Wie auf dem Klappentext erwähnt, ist es ein Geschichtsbuch – und dazu noch ein großartiges Buch. Es mag klischeehaft klingen, aber seitdem ich angefangen habe zu lesen, hat es meinen Horizont erheblich erweitert und mir eine ganz neue Perspektive auf historische Ereignisse gegeben.
Man sollte sich nicht von der Einordnung als Geschichtsbuch täuschen lassen, denn durch die Nutzung von Disziplinen wie Biologie, Anthropologie und Geografie werden auf sehr beeindruckende Weise Antworten auf die oft als einfach scheinenden, aber normalerweise schwer zu beantwortenden „Warum?“–Fragen gegeben. Zum Beispiel werden Beziehungen, Ursachen und Zusammenhänge, die in einem klassischen Geschichtsbuch nur trocken erzählt werden, durch die Unterstützung der Biologie plötzlich klar und verständlich. Es ist bemerkenswert, wie der Autor aus verschiedenen Fachbereichen Informationen schöpft und diese erfolgreich in ein Geschichtsbuch integriert. Der einfachste Weg, dies beim Lesen zu erkennen, ist die Anzahl der „absurden“ Vorschläge, die man auf über 600 Seiten findet. Denn während im Hintergrund des Geschehens ständig wissenschaftliche Phänomene ablaufen, die unabhängig vom historischen Fluss stattfinden, werden die Beziehungen erklärt und auf einmal erscheinen diese Vorschläge sehr logisch; und da die meisten Informationen zahlenbasiert und auf Fakten beruhen, steigt die Zuverlässigkeit. Das hilft dabei, Geschichte aus einem rationaleren Blickwinkel zu betrachten, anstatt sie als eine Kette von Ereignissen und Persönlichkeiten zu sehen, die wir einfach auswendig lernen sollen, wie es besonders in unserem Land versucht wird.
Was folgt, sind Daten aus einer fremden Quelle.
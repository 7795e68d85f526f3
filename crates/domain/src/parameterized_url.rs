//! Third-party tracking URLs filled in by the provider after checkout.

use core::fmt;
use core::str::FromStr;

use serde::{Deserialize, Serialize};

use checkout_core::{DomainError, DomainResult};

/// Order value substituted into a URL parameter.
#[derive(Debug, Clone, Copy, PartialEq, Eq, Hash, Serialize, Deserialize)]
#[serde(rename_all = "kebab-case")]
pub enum UrlParameterType {
    BuyerId,
    OrderId,
    OrderSubtotal,
    OrderSubtotalPlusTax,
    OrderSubtotalPlusShipping,
    OrderTotal,
    TaxAmount,
    ShippingAmount,
    CouponAmount,
    BillingCity,
    BillingRegion,
    BillingPostalCode,
    BillingCountryCode,
    ShippingCity,
    ShippingRegion,
    ShippingPostalCode,
    ShippingCountryCode,
}

impl UrlParameterType {
    pub const ALL: [UrlParameterType; 17] = [
        UrlParameterType::BuyerId,
        UrlParameterType::OrderId,
        UrlParameterType::OrderSubtotal,
        UrlParameterType::OrderSubtotalPlusTax,
        UrlParameterType::OrderSubtotalPlusShipping,
        UrlParameterType::OrderTotal,
        UrlParameterType::TaxAmount,
        UrlParameterType::ShippingAmount,
        UrlParameterType::CouponAmount,
        UrlParameterType::BillingCity,
        UrlParameterType::BillingRegion,
        UrlParameterType::BillingPostalCode,
        UrlParameterType::BillingCountryCode,
        UrlParameterType::ShippingCity,
        UrlParameterType::ShippingRegion,
        UrlParameterType::ShippingPostalCode,
        UrlParameterType::ShippingCountryCode,
    ];

    pub fn as_str(&self) -> &'static str {
        match self {
            UrlParameterType::BuyerId => "buyer-id",
            UrlParameterType::OrderId => "order-id",
            UrlParameterType::OrderSubtotal => "order-subtotal",
            UrlParameterType::OrderSubtotalPlusTax => "order-subtotal-plus-tax",
            UrlParameterType::OrderSubtotalPlusShipping => "order-subtotal-plus-shipping",
            UrlParameterType::OrderTotal => "order-total",
            UrlParameterType::TaxAmount => "tax-amount",
            UrlParameterType::ShippingAmount => "shipping-amount",
            UrlParameterType::CouponAmount => "coupon-amount",
            UrlParameterType::BillingCity => "billing-city",
            UrlParameterType::BillingRegion => "billing-region",
            UrlParameterType::BillingPostalCode => "billing-postal-code",
            UrlParameterType::BillingCountryCode => "billing-country-code",
            UrlParameterType::ShippingCity => "shipping-city",
            UrlParameterType::ShippingRegion => "shipping-region",
            UrlParameterType::ShippingPostalCode => "shipping-postal-code",
            UrlParameterType::ShippingCountryCode => "shipping-country-code",
        }
    }
}

impl fmt::Display for UrlParameterType {
    fn fmt(&self, f: &mut fmt::Formatter<'_>) -> fmt::Result {
        f.write_str(self.as_str())
    }
}

impl FromStr for UrlParameterType {
    type Err = DomainError;

    fn from_str(s: &str) -> Result<Self, Self::Err> {
        Self::ALL
            .into_iter()
            .find(|t| t.as_str() == s)
            .ok_or_else(|| DomainError::validation(format!("invalid url-parameter type: {s}")))
    }
}

#[derive(Debug, Clone, PartialEq, Eq, Serialize, Deserialize)]
pub struct UrlParameter {
    pub name: String,
    pub parameter_type: UrlParameterType,
}

#[derive(Debug, Clone, PartialEq, Eq, Serialize, Deserialize)]
pub struct ParameterizedUrl {
    pub url: String,
    pub parameters: Vec<UrlParameter>,
}

impl ParameterizedUrl {
    pub fn new(url: impl Into<String>) -> Self {
        Self {
            url: url.into(),
            parameters: Vec::new(),
        }
    }

    /// Add a parameter whose type is given by its wire name (`order-total`).
    pub fn add_parameter(&mut self, name: impl Into<String>, parameter_type: &str) -> DomainResult<&UrlParameter> {
        let name = name.into();
        if name.trim().is_empty() {
            return Err(DomainError::validation("url-parameter name must not be empty"));
        }
        let parameter_type = parameter_type.parse()?;
        self.parameters.push(UrlParameter { name, parameter_type });
        let last = self.parameters.len() - 1;
        Ok(&self.parameters[last])
    }
}

#[cfg(test)]
mod tests {
    use super::*;

    #[test]
    fn new_url_has_no_parameters() {
        let url = ParameterizedUrl::new("http://testurl.com");
        assert_eq!(url.url, "http://testurl.com");
        assert!(url.parameters.is_empty());
    }

    #[test]
    fn add_parameter_validates_type() {
        let mut url = ParameterizedUrl::new("http://testurl.com");
        let param = url.add_parameter("orderID", "order-id").unwrap();
        assert_eq!(param.parameter_type, UrlParameterType::OrderId);

        let err = url.add_parameter("total", "grand-total").unwrap_err();
        match err {
            DomainError::Validation(_) => {}
            _ => panic!("Expected Validation error"),
        }
        assert_eq!(url.parameters.len(), 1);
    }

    #[test]
    fn add_parameter_rejects_blank_name() {
        let mut url = ParameterizedUrl::new("http://testurl.com");
        assert!(url.add_parameter("  ", "order-id").is_err());
    }

    #[test]
    fn every_type_round_trips_through_its_name() {
        for t in UrlParameterType::ALL {
            assert_eq!(t.as_str().parse::<UrlParameterType>().unwrap(), t);
        }
    }
}
//! Logging setup shared by binaries and test suites embedding the checkout codec.
//!
//! The codec crates only emit `tracing` events; nothing is printed until a
//! subscriber is installed through [`init`] or [`init_with`].

pub mod tracing;

pub use crate::tracing::{LogConfig, LogFormat, ObservabilityError};

/// Install the default JSON subscriber, filtered by `RUST_LOG` (default `info`).
///
/// Safe to call multiple times; only the first call installs anything.
pub fn init() {
    let _ = init_with(&LogConfig::from_env());
}

/// Install a subscriber for `config`.
pub fn init_with(config: &LogConfig) -> Result<(), ObservabilityError> {
    crate::tracing::install(config)
}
Das Buch gibt auf die behandelten „einfachen“ Fragen wie etwa die Rolle von Nahrungsmitteln in der Entwicklung von Gesellschaften, die geographische Lage und Ausdehnung der Kontinente, Epidemien usw. „einfache“ Antworten, was natürlich zu Kritiken führt, dass „nicht alles damit erklärt werden kann“. Aber das ist ganz natürlich. Wenn ein Leser jedoch ein tieferes Verständnis des Themas entwickeln und es mit verschiedenen Quellen vergleichen möchte, muss er bei den Kritiken vorsichtig sein (was übrigens bei jeder Kritik der Fall ist, nicht nur bei dieser), weil Guns, Germs and Steel sich wirklich intensiv mit Mechanismen wie der Evolution beschäftigt. Das Problem dabei ist, dass einige Kritiken nach diesem Punkt anfangen, das Buch mit der längst überholten Lamarck’schen Theorie zu analysieren und Beispiele zu bringen, als ob das Buch das Gegenteil behaupten würde, was zu einigen Fehlern führt.
Es ist natürlich, dass Menschen, die ein biologistisches Werk kritisieren, auch ein ausreichendes Wissen in Biologie haben sollten. Doch viele, die ihre Meinung über dieses „Geschichtsbuch“ äußern, verstehen leider nicht die Vielseitigkeit des Buches in den verschiedenen wissenschaftlichen Disziplinen, weshalb man beim Lesen von Kritiken vorsichtig sein muss. Wenn der Leser auch in dieser Hinsicht unklar ist, kann es passieren, dass er die verzerrten Kritiken übernimmt und denkt, das Buch würde Dinge behandeln, die es gar nicht tut, oder dass er das Gelesene missversteht.
Warum ich mich so auf die Kritik konzentriere, möchte ich auch erklären: Seitdem ich mit dem Lesen des Buches begonnen habe, wurde ich von ihm beeinflusst. Als ich, zusätzlich zu den Wörterbucheinträgen, einige Kritiken im Internet (Blog, persönliche Seite usw.) las, bemerkte ich, dass diese Fehler in den meisten Fällen sehr ähnlich waren, was mich stören ließ. So kam ich schließlich zu diesem langen Beitrag. Einige der in diesen Texten geäußerten Ansichten wollte ich noch detaillierter bewerten, aber da ich das Buch noch nicht fertig gelesen habe, schiebe ich das auf.